File jsc#ECO-1611-0007-Feature-fencer-handle-any-enforced-fencing-delay.patch of Package pacemaker.15718
From 3dec9302e50acc8b4a97b2a3cd9211b4421879c1 Mon Sep 17 00:00:00 2001
From: "Gao,Yan" <ygao@suse.com>
Date: Wed, 18 Mar 2020 15:48:32 +0100
Subject: [PATCH 7/9] Feature: fencer: handle any enforced fencing delay
Enforced fencing delay takes precedence over any pcmk_delay_base/max
configured for the corresponding fencing resources.
Enforced fencing delay is applied only for the first device in the first
fencing topology level.
Consistently use g_timeout_add_seconds() for pcmk_delay_base/max as
well.
---
daemons/fenced/fenced_commands.c | 71 ++++++++++++++++++-------------
daemons/fenced/fenced_remote.c | 19 +++++++++
daemons/fenced/pacemaker-fenced.h | 4 ++
3 files changed, 64 insertions(+), 30 deletions(-)

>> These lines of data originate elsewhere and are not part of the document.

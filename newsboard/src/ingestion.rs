use quick_xml::events::{BytesStart, Event};
use quick_xml::Reader;
use reqwest::Client;
use std::time::Duration;
use tracing::debug;

use crate::error::FetchError;
use crate::render::{FeedItem, RawItem};

/// The one feed this tool reads.
pub const FEED_URL: &str = "http://feeds.bbci.co.uk/news/rss.xml";

/// Builds the HTTP client used for the feed request. Default headers only.
pub fn build_client(timeout_secs: u64) -> Result<Client, FetchError> {
    let client = Client::builder()
        .timeout(Duration::from_secs(timeout_secs))
        .build()?;
    Ok(client)
}

/// GETs the feed and returns its body. Any non-2xx status is an error; there is no retry.
pub async fn fetch_feed_xml(client: &Client, url: &str) -> Result<String, FetchError> {
    let response = client.get(url).send().await?;

    let status = response.status();
    if !status.is_success() {
        return Err(FetchError::HttpStatus(status.as_u16()));
    }

    let body = response.text().await?;
    Ok(body)
}

/// Fetches the feed and returns the first `max_items` entries that carry both a title
/// and a link, in document order.
pub async fn fetch_feed_items(url: &str, max_items: usize, timeout_secs: u64) -> Result<Vec<FeedItem>, FetchError> {
    let client = build_client(timeout_secs)?;
    let xml = fetch_feed_xml(&client, url).await?;
    let raw = parse_feed_items(&xml, max_items)?;

    let total = raw.len();
    let items: Vec<FeedItem> = raw.into_iter().filter_map(FeedItem::from_raw).collect();
    debug!(url, selected = total, kept = items.len(), "parsed feed items");
    Ok(items)
}

/// Same as [`fetch_feed_items`], rendered to `<li>` strings.
pub async fn fetch_rendered_items(url: &str, max_items: usize, timeout_secs: u64) -> Result<Vec<String>, FetchError> {
    let items = fetch_feed_items(url, max_items, timeout_secs).await?;
    Ok(items.iter().map(FeedItem::to_html).collect())
}

#[derive(Debug, Clone, Copy, PartialEq, Eq)]
enum Field {
    Title,
    Link,
    Description,
}

impl Field {
    fn from_name(name: &[u8]) -> Option<Self> {
        match name {
            b"title" => Some(Field::Title),
            b"link" => Some(Field::Link),
            b"description" => Some(Field::Description),
            _ => None,
        }
    }

    fn slot<'a>(&self, item: &'a mut RawItem) -> &'a mut Option<String> {
        match self {
            Field::Title => &mut item.title,
            Field::Link => &mut item.link,
            Field::Description => &mut item.description,
        }
    }
}

/// Text being collected for a direct child of an open `<item>`.
struct Capture {
    field: Field,
    depth: usize,
    text: String,
    // Set once a nested element starts; later text is not the element's own text.
    sealed: bool,
}

struct OpenItem {
    depth: usize,
    index: usize,
    raw: RawItem,
    capture: Option<Capture>,
}

/// Parses the whole document and returns the first `max_items` `<item>` elements found
/// anywhere in it, in document order.
///
/// Only direct `title`, `link` and `description` children are read, first match wins,
/// and only the text before a child's first nested element counts. The whole document
/// must be well-formed even if the items of interest come first.
pub fn parse_feed_items(xml: &str, max_items: usize) -> Result<Vec<RawItem>, FetchError> {
    let mut reader = Reader::from_str(xml);
    reader.trim_text(false);
    reader.check_end_names(true);

    // Indexed by start order so nested items keep document order.
    let mut found: Vec<Option<RawItem>> = Vec::new();
    let mut open: Vec<OpenItem> = Vec::new();
    let mut depth = 0usize;
    let mut seen_root = false;

    loop {
        match reader.read_event()? {
            Event::Start(e) => {
                enter_element(depth, &mut seen_root)?;
                seal_captures(&mut open);
                if e.name().as_ref() == b"item" {
                    open.push(OpenItem {
                        depth,
                        index: found.len(),
                        raw: RawItem::default(),
                        capture: None,
                    });
                    found.push(None);
                } else if let Some((item, field)) = child_field(&mut open, &e, depth) {
                    item.capture = Some(Capture {
                        field,
                        depth,
                        text: String::new(),
                        sealed: false,
                    });
                }
                depth += 1;
            }
            Event::Empty(e) => {
                enter_element(depth, &mut seen_root)?;
                seal_captures(&mut open);
                if e.name().as_ref() == b"item" {
                    found.push(Some(RawItem::default()));
                } else if let Some((item, field)) = child_field(&mut open, &e, depth) {
                    *field.slot(&mut item.raw) = Some(String::new());
                }
            }
            Event::End(e) => {
                depth = depth
                    .checked_sub(1)
                    .ok_or(FetchError::MalformedFeed("unexpected closing tag"))?;

                if let Some(item) = open.last_mut() {
                    if item.capture.as_ref().is_some_and(|c| c.depth == depth) {
                        if let Some(capture) = item.capture.take() {
                            *capture.field.slot(&mut item.raw) = Some(capture.text);
                        }
                    }
                }

                if e.name().as_ref() == b"item" && open.last().is_some_and(|item| item.depth == depth) {
                    if let Some(item) = open.pop() {
                        found[item.index] = Some(item.raw);
                    }
                }
            }
            Event::Text(e) => {
                if depth == 0 {
                    if e.iter().any(|b| !b.is_ascii_whitespace()) {
                        return Err(FetchError::MalformedFeed("text outside the root element"));
                    }
                    continue;
                }
                if let Some(capture) = open_capture(&mut open) {
                    capture.text.push_str(&e.unescape()?);
                }
            }
            Event::CData(e) => {
                if depth == 0 {
                    return Err(FetchError::MalformedFeed("CDATA outside the root element"));
                }
                if let Some(capture) = open_capture(&mut open) {
                    capture.text.push_str(&String::from_utf8_lossy(&e));
                }
            }
            Event::Eof => break,
            _ => {}
        }
    }

    if !seen_root {
        return Err(FetchError::MalformedFeed("no root element"));
    }
    if depth != 0 {
        return Err(FetchError::MalformedFeed("unclosed element at end of document"));
    }

    Ok(found.into_iter().take(max_items).flatten().collect())
}

fn enter_element(depth: usize, seen_root: &mut bool) -> Result<(), FetchError> {
    if depth == 0 {
        if *seen_root {
            return Err(FetchError::MalformedFeed("more than one root element"));
        }
        *seen_root = true;
    }
    Ok(())
}

fn seal_captures(open: &mut [OpenItem]) {
    for capture in open.iter_mut().filter_map(|item| item.capture.as_mut()) {
        capture.sealed = true;
    }
}

/// The innermost item and the field `e` fills, if `e` is a direct child of that item
/// whose field has not been seen yet.
fn child_field<'a>(open: &'a mut [OpenItem], e: &BytesStart<'_>, depth: usize) -> Option<(&'a mut OpenItem, Field)> {
    let item = open.last_mut()?;
    if depth != item.depth + 1 || item.capture.is_some() {
        return None;
    }
    let field = Field::from_name(e.name().as_ref())?;
    if field.slot(&mut item.raw).is_some() {
        return None;
    }
    Some((item, field))
}

fn open_capture(open: &mut [OpenItem]) -> Option<&mut Capture> {
    open.last_mut()?
        .capture
        .as_mut()
        .filter(|capture| !capture.sealed)
}
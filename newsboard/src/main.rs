/*
newsboard - main.rs
Refreshes the news block and update time of a static page from the BBC News RSS feed.
Meant to be run by an external scheduler; always exits 0 once logging is up.
*/

use clap::Parser;
use common::Config;
use std::path::PathBuf;
use tracing::{error, info};
use tracing_subscriber::{fmt, EnvFilter};

use newsboard::ingestion::FEED_URL;
use newsboard::refresh;

#[derive(Parser, Debug)]
#[command(name = "newsboard", about = "Refresh the news block of a static page")]
struct Args {
    /// Path to config.toml
    #[arg(long, value_name = "FILE")]
    config: Option<PathBuf>,

    /// Override log level (info, debug, warn, error)
    #[arg(long)]
    log_level: Option<String>,
}

#[tokio::main(flavor = "current_thread")]
async fn main() {
    // Parse CLI args
    let args = Args::parse();

    // Resolve config paths
    let default_path = PathBuf::from("config.default.toml");
    let override_path = args.config.clone().unwrap_or_else(|| PathBuf::from("config.toml"));

    // Configuration is loaded before logging so its level can apply; errors are reported once
    // the subscriber exists.
    let loaded = Config::load_with_defaults(Some(&default_path), Some(&override_path)).await;
    let level = args
        .log_level
        .clone()
        .or_else(|| loaded.as_ref().ok().map(|cfg| cfg.logging.level.clone()))
        .unwrap_or_else(|| "info".to_string());

    // Initialize logging
    let filter = EnvFilter::try_new(&level).unwrap_or_else(|_| EnvFilter::new("info"));
    fmt().with_env_filter(filter).init();

    let config = match loaded {
        Ok(cfg) => {
            info!(defaults = ?default_path, overrides = ?override_path, "configuration loaded");
            cfg
        }
        Err(e) => {
            error!(error = %format!("{e:#}"), "failed to load configuration, using built-in defaults");
            Config::default()
        }
    };
    if args.config.is_some() && !override_path.exists() {
        error!(path = ?override_path, "specified config file not found, ignoring it");
    }

    info!("news refresh starting");
    let report = refresh::run(&config, FEED_URL).await;
    info!(
        items = report.items_fetched,
        page_written = report.page.is_some(),
        "news refresh finished"
    );
}
//! Timer record, its category and status, and the pure state transitions

use std::fmt;

use serde::{de::Error as _, Deserialize, Deserializer, Serialize};
use uuid::Uuid;

use crate::error::ValidationError;

/// Opaque timer identifier, stable for the timer's lifetime
#[derive(Debug, Clone, PartialEq, Eq, Hash, PartialOrd, Ord, Serialize, Deserialize)]
#[serde(transparent)]
pub struct TimerId(String);

impl TimerId {
    /// Generate a fresh random identifier
    pub fn generate() -> Self {
        Self(Uuid::new_v4().to_string())
    }

    pub fn as_str(&self) -> &str {
        &self.0
    }
}

impl From<String> for TimerId {
    fn from(value: String) -> Self {
        Self(value)
    }
}

impl From<&str> for TimerId {
    fn from(value: &str) -> Self {
        Self(value.to_string())
    }
}

impl fmt::Display for TimerId {
    fn fmt(&self, f: &mut fmt::Formatter<'_>) -> fmt::Result {
        f.write_str(&self.0)
    }
}

/// Fixed classification used for grouping and filtering
#[derive(Debug, Clone, Copy, PartialEq, Eq, Hash, Default, Serialize, Deserialize)]
pub enum Category {
    #[default]
    Workout,
    Study,
    Break,
}

impl Category {
    /// All categories in display order
    pub const ALL: [Category; 3] = [Category::Workout, Category::Study, Category::Break];

    pub fn as_str(&self) -> &'static str {
        match self {
            Category::Workout => "Workout",
            Category::Study => "Study",
            Category::Break => "Break",
        }
    }
}

impl fmt::Display for Category {
    fn fmt(&self, f: &mut fmt::Formatter<'_>) -> fmt::Result {
        f.write_str(self.as_str())
    }
}

#[derive(Debug, Clone, Copy, PartialEq, Eq, Hash, Default, Serialize, Deserialize)]
pub enum TimerStatus {
    #[default]
    Paused,
    Running,
    Completed,
}

impl fmt::Display for TimerStatus {
    fn fmt(&self, f: &mut fmt::Formatter<'_>) -> fmt::Result {
        let label = match self {
            TimerStatus::Paused => "Paused",
            TimerStatus::Running => "Running",
            TimerStatus::Completed => "Completed",
        };
        f.write_str(label)
    }
}

/// Unvalidated input for creating a timer
#[derive(Debug, Clone, Default, Deserialize)]
pub struct NewTimer {
    #[serde(default)]
    pub name: Option<String>,
    #[serde(default, deserialize_with = "lenient_seconds")]
    pub duration: Option<i64>,
    #[serde(default)]
    pub category: Category,
}

/// Accept a duration as a JSON integer or as the digits typed into a form
fn lenient_seconds<'de, D>(deserializer: D) -> Result<Option<i64>, D::Error>
where
    D: Deserializer<'de>,
{
    #[derive(Deserialize)]
    #[serde(untagged)]
    enum Seconds {
        Whole(i64),
        Text(String),
    }

    match Option::<Seconds>::deserialize(deserializer)? {
        None => Ok(None),
        Some(Seconds::Whole(secs)) => Ok(Some(secs)),
        Some(Seconds::Text(text)) if text.trim().is_empty() => Ok(None),
        Some(Seconds::Text(text)) => text.trim().parse().map(Some).map_err(|_| {
            D::Error::custom(format!(
                "duration must be a whole number of seconds, got {:?}",
                text
            ))
        }),
    }
}

impl NewTimer {
    pub fn new(name: impl Into<String>, duration: i64, category: Category) -> Self {
        Self {
            name: Some(name.into()),
            duration: Some(duration),
            category,
        }
    }
}

/// A named countdown with a fixed duration
///
/// Records are treated as immutable values: every transition returns a new
/// `Timer` instead of mutating in place.
#[derive(Debug, Clone, PartialEq, Eq, Serialize, Deserialize)]
#[serde(rename_all = "camelCase", try_from = "StoredTimer")]
pub struct Timer {
    pub id: TimerId,
    pub name: String,
    pub duration: u64,
    pub category: Category,
    pub remaining_time: u64,
    pub status: TimerStatus,
}

impl Timer {
    /// Validate a draft and build a Paused timer with a fresh id
    pub fn create(draft: NewTimer) -> Result<Self, ValidationError> {
        let name = draft
            .name
            .map(|n| n.trim().to_string())
            .filter(|n| !n.is_empty())
            .ok_or(ValidationError::EmptyName)?;

        let duration = match draft.duration {
            None => return Err(ValidationError::MissingDuration),
            Some(d) if d <= 0 => return Err(ValidationError::InvalidDuration(d)),
            Some(d) => d as u64,
        };

        Ok(Self {
            id: TimerId::generate(),
            name,
            duration,
            category: draft.category,
            remaining_time: duration,
            status: TimerStatus::Paused,
        })
    }

    pub fn is_running(&self) -> bool {
        self.status == TimerStatus::Running
    }

    pub fn is_completed(&self) -> bool {
        self.status == TimerStatus::Completed
    }

    /// Same timer with a different status
    pub fn with_status(&self, status: TimerStatus) -> Self {
        Self {
            status,
            ..self.clone()
        }
    }

    /// Back to Paused with the full duration remaining
    pub fn reset(&self) -> Self {
        Self {
            remaining_time: self.duration,
            status: TimerStatus::Paused,
            ..self.clone()
        }
    }

    /// One second less; Completed once zero is reached
    pub fn ticked(&self) -> Self {
        let remaining_time = self.remaining_time.saturating_sub(1);
        let status = if remaining_time == 0 {
            TimerStatus::Completed
        } else {
            self.status
        };
        Self {
            remaining_time,
            status,
            ..self.clone()
        }
    }

    /// Fraction of the duration already elapsed, between 0.0 and 1.0
    pub fn progress(&self) -> f64 {
        if self.duration == 0 {
            return 0.0;
        }
        1.0 - (self.remaining_time as f64 / self.duration as f64)
    }
}

/// On-disk shape of a timer; older records may lack `status` or `remainingTime`
///
/// Conversion rejects a zero duration and makes the status agree with the
/// remaining time: nothing left means Completed, and a Completed record with
/// time left comes back Paused.
#[derive(Deserialize)]
#[serde(rename_all = "camelCase")]
struct StoredTimer {
    id: TimerId,
    name: String,
    duration: u64,
    category: Category,
    #[serde(default)]
    remaining_time: Option<u64>,
    #[serde(default)]
    status: TimerStatus,
}

impl TryFrom<StoredTimer> for Timer {
    type Error = String;

    fn try_from(stored: StoredTimer) -> Result<Self, Self::Error> {
        if stored.duration == 0 {
            return Err(format!("timer {} has a zero duration", stored.id));
        }

        let remaining_time = stored
            .remaining_time
            .unwrap_or(stored.duration)
            .min(stored.duration);
        let status = match (remaining_time, stored.status) {
            (0, _) => TimerStatus::Completed,
            (_, TimerStatus::Completed) => TimerStatus::Paused,
            (_, status) => status,
        };

        Ok(Self {
            id: stored.id,
            name: stored.name,
            duration: stored.duration,
            category: stored.category,
            remaining_time,
            status,
        })
    }
}

/// Group timers into per-category sections
///
/// Sections follow `Category::ALL` order, empty categories are omitted and
/// timers keep their collection order inside a section.
pub fn group_by_category(timers: &[Timer]) -> Vec<(Category, Vec<Timer>)> {
    Category::ALL
        .iter()
        .filter_map(|category| {
            let members: Vec<Timer> = timers
                .iter()
                .filter(|t| t.category == *category)
                .cloned()
                .collect();
            (!members.is_empty()).then_some((*category, members))
        })
        .collect()
}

Index: pacemaker-2.0.1+20190417.13d370ca9/daemons/fenced/fenced_commands.c
===================================================================
--- pacemaker-2.0.1+20190417.13d370ca9.orig/daemons/fenced/fenced_commands.c
+++ pacemaker-2.0.1+20190417.13d370ca9/daemons/fenced/fenced_commands.c
@@ -80,7 +80,7 @@ typedef struct async_command_s {
int default_timeout; /* seconds */
int timeout; /* seconds */
- int start_delay; /* milliseconds */
+ int start_delay; /* seconds */
int delay_id;
char *op;
@@ -122,7 +122,7 @@ static int
get_action_delay_max(stonith_device_t * device, const char * action)
{
const char *value = NULL;
- int delay_max_ms = 0;
+ int delay_max = 0;
if (safe_str_neq(action, "off") && safe_str_neq(action, "reboot")) {
return 0;
@@ -130,17 +130,17 @@ get_action_delay_max(stonith_device_t *
value = g_hash_table_lookup(device->params, STONITH_ATTR_DELAY_MAX);
if (value) {
- delay_max_ms = crm_get_msec(value);
+ delay_max = crm_parse_interval_spec(value) / 1000;
}
- return delay_max_ms;
+ return delay_max;
}
static int
get_action_delay_base(stonith_device_t * device, const char * action)
{
const char *value = NULL;
- int delay_base_ms = 0;
+ int delay_base = 0;
if (safe_str_neq(action, "off") && safe_str_neq(action, "reboot")) {
return 0;
@@ -148,10 +148,10 @@ get_action_delay_base(stonith_device_t *
value = g_hash_table_lookup(device->params, STONITH_ATTR_DELAY_BASE);
if (value) {
- delay_base_ms = crm_get_msec(value);
+ delay_base = crm_parse_interval_spec(value) / 1000;
}
- return delay_base_ms;
+ return delay_base;
}
/*!
@@ -242,6 +242,9 @@ create_async_command(xmlNode * msg)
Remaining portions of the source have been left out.